The problem:
Read the lines below. Copy out any that hold the string "counters".

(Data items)
════════════════
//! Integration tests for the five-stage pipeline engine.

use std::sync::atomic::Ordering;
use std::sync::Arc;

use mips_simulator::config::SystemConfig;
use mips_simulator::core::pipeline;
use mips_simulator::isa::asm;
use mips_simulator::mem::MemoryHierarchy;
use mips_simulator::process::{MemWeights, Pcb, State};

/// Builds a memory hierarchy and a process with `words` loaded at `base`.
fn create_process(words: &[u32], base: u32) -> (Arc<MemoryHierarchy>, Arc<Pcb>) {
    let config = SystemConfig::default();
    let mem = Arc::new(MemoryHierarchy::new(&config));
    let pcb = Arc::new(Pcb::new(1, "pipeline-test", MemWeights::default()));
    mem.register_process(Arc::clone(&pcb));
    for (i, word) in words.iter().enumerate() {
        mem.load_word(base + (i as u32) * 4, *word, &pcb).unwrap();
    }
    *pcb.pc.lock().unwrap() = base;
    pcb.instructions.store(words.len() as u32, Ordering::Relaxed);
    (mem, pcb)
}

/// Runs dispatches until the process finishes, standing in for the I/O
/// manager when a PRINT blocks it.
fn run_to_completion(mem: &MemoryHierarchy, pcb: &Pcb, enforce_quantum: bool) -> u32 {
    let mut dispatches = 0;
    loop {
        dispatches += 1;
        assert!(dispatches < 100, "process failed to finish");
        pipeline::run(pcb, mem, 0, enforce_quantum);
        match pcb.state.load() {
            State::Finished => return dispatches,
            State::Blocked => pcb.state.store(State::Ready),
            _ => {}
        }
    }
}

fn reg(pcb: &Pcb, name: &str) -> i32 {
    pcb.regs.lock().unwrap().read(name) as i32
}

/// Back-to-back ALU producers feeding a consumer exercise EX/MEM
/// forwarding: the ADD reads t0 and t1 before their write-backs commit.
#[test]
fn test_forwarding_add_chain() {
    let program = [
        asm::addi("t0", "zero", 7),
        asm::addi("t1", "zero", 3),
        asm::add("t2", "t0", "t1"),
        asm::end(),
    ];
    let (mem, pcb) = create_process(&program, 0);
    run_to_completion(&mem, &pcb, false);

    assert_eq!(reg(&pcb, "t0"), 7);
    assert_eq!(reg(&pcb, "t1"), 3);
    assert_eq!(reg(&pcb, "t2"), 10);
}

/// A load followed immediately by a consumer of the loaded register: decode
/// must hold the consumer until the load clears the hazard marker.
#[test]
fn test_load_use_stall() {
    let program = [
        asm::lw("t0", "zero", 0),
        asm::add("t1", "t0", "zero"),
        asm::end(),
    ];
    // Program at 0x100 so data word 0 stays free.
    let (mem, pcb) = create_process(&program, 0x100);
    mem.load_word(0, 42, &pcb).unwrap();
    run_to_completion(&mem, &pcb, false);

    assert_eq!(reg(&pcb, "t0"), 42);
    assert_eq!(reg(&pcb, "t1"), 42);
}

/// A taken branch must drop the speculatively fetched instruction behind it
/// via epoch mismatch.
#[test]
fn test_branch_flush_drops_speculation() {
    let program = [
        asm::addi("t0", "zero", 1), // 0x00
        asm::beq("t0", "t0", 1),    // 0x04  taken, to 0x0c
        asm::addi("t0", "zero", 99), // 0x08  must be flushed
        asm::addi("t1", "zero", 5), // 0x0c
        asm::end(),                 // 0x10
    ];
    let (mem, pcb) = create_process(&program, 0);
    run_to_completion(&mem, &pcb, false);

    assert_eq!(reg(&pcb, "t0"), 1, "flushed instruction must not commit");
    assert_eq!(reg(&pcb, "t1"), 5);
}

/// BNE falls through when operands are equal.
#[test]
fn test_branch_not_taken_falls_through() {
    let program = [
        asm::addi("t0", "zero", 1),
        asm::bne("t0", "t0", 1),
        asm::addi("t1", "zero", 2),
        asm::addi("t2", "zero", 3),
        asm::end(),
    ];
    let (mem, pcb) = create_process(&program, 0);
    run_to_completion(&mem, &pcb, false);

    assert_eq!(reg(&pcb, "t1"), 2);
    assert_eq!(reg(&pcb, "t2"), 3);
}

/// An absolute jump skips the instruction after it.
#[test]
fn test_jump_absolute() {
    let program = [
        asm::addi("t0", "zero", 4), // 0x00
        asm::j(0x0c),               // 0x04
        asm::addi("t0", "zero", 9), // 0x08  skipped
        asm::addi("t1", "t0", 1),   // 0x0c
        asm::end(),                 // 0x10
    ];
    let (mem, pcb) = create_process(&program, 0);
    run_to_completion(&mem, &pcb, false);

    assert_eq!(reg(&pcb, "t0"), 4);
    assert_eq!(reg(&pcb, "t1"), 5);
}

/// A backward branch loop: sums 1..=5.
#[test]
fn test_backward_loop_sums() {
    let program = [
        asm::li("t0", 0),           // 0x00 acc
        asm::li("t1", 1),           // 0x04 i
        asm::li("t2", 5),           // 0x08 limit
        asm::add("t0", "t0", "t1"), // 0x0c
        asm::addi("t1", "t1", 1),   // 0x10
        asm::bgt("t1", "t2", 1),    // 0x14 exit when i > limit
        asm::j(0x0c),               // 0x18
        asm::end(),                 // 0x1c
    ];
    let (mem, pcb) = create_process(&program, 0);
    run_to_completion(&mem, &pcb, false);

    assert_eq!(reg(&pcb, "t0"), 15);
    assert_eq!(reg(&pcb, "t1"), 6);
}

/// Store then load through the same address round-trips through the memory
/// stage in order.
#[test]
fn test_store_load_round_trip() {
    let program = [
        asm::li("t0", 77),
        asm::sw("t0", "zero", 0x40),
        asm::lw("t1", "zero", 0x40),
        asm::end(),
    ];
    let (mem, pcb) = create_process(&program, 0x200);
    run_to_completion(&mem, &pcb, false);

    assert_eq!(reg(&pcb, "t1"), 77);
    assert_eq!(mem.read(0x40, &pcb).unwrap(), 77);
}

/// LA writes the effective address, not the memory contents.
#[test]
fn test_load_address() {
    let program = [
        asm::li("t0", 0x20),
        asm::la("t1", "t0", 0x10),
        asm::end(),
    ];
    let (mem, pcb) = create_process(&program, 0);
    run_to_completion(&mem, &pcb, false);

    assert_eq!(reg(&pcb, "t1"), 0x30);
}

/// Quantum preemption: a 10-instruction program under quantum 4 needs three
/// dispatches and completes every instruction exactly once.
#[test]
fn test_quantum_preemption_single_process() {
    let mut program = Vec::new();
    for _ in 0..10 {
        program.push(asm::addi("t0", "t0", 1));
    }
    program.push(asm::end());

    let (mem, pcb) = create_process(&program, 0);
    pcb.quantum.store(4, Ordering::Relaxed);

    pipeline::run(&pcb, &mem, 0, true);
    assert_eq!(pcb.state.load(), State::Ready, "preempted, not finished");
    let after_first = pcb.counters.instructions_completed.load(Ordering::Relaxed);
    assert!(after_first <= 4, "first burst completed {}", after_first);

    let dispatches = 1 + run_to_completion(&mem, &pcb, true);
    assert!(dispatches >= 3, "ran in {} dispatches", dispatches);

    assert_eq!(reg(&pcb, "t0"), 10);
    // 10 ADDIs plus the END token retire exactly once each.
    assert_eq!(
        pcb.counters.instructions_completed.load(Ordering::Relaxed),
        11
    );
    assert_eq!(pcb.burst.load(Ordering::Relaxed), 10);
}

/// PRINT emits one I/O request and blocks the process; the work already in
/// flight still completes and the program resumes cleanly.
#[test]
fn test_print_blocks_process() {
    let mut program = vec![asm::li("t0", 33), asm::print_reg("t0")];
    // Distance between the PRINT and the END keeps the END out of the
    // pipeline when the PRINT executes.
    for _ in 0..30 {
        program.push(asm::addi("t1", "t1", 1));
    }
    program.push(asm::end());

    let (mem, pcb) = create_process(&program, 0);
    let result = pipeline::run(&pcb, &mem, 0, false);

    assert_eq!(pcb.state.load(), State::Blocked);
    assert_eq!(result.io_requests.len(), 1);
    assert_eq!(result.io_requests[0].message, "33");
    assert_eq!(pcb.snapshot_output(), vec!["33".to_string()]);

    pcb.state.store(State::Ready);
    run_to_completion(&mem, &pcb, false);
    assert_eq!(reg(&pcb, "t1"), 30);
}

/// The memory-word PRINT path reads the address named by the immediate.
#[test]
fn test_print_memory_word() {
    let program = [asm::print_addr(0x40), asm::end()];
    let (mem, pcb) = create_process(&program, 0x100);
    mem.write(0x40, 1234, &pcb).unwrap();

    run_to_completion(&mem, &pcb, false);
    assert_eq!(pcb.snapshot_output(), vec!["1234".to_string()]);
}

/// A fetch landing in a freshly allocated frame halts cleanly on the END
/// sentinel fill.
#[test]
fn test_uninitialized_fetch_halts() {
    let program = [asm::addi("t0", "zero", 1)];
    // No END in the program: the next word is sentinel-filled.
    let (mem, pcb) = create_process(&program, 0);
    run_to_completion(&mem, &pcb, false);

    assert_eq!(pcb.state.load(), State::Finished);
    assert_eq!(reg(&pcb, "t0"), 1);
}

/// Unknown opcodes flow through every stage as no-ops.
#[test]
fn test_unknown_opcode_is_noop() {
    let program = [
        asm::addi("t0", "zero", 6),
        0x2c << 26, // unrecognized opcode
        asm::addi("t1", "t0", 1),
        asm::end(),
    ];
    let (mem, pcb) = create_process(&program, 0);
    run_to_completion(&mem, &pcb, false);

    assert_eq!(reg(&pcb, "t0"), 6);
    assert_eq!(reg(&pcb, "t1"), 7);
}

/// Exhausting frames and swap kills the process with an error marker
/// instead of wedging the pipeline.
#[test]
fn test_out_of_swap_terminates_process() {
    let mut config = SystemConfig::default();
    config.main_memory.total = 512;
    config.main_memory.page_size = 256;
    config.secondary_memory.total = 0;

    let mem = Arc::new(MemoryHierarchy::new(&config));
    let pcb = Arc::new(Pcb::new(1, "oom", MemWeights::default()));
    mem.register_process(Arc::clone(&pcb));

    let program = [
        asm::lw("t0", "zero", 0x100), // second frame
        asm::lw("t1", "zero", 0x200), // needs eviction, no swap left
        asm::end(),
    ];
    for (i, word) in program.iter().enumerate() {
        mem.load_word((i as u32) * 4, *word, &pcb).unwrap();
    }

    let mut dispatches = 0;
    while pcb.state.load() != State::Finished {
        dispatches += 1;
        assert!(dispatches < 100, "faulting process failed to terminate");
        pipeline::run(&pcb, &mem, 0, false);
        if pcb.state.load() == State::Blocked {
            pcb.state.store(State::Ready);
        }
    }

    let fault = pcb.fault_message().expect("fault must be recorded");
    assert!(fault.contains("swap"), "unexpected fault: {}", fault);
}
════════════════
Solution to this task:
    let after_first = pcb.counters.instructions_completed.load(Ordering::Relaxed);
        pcb.counters.instructions_completed.load(Ordering::Relaxed),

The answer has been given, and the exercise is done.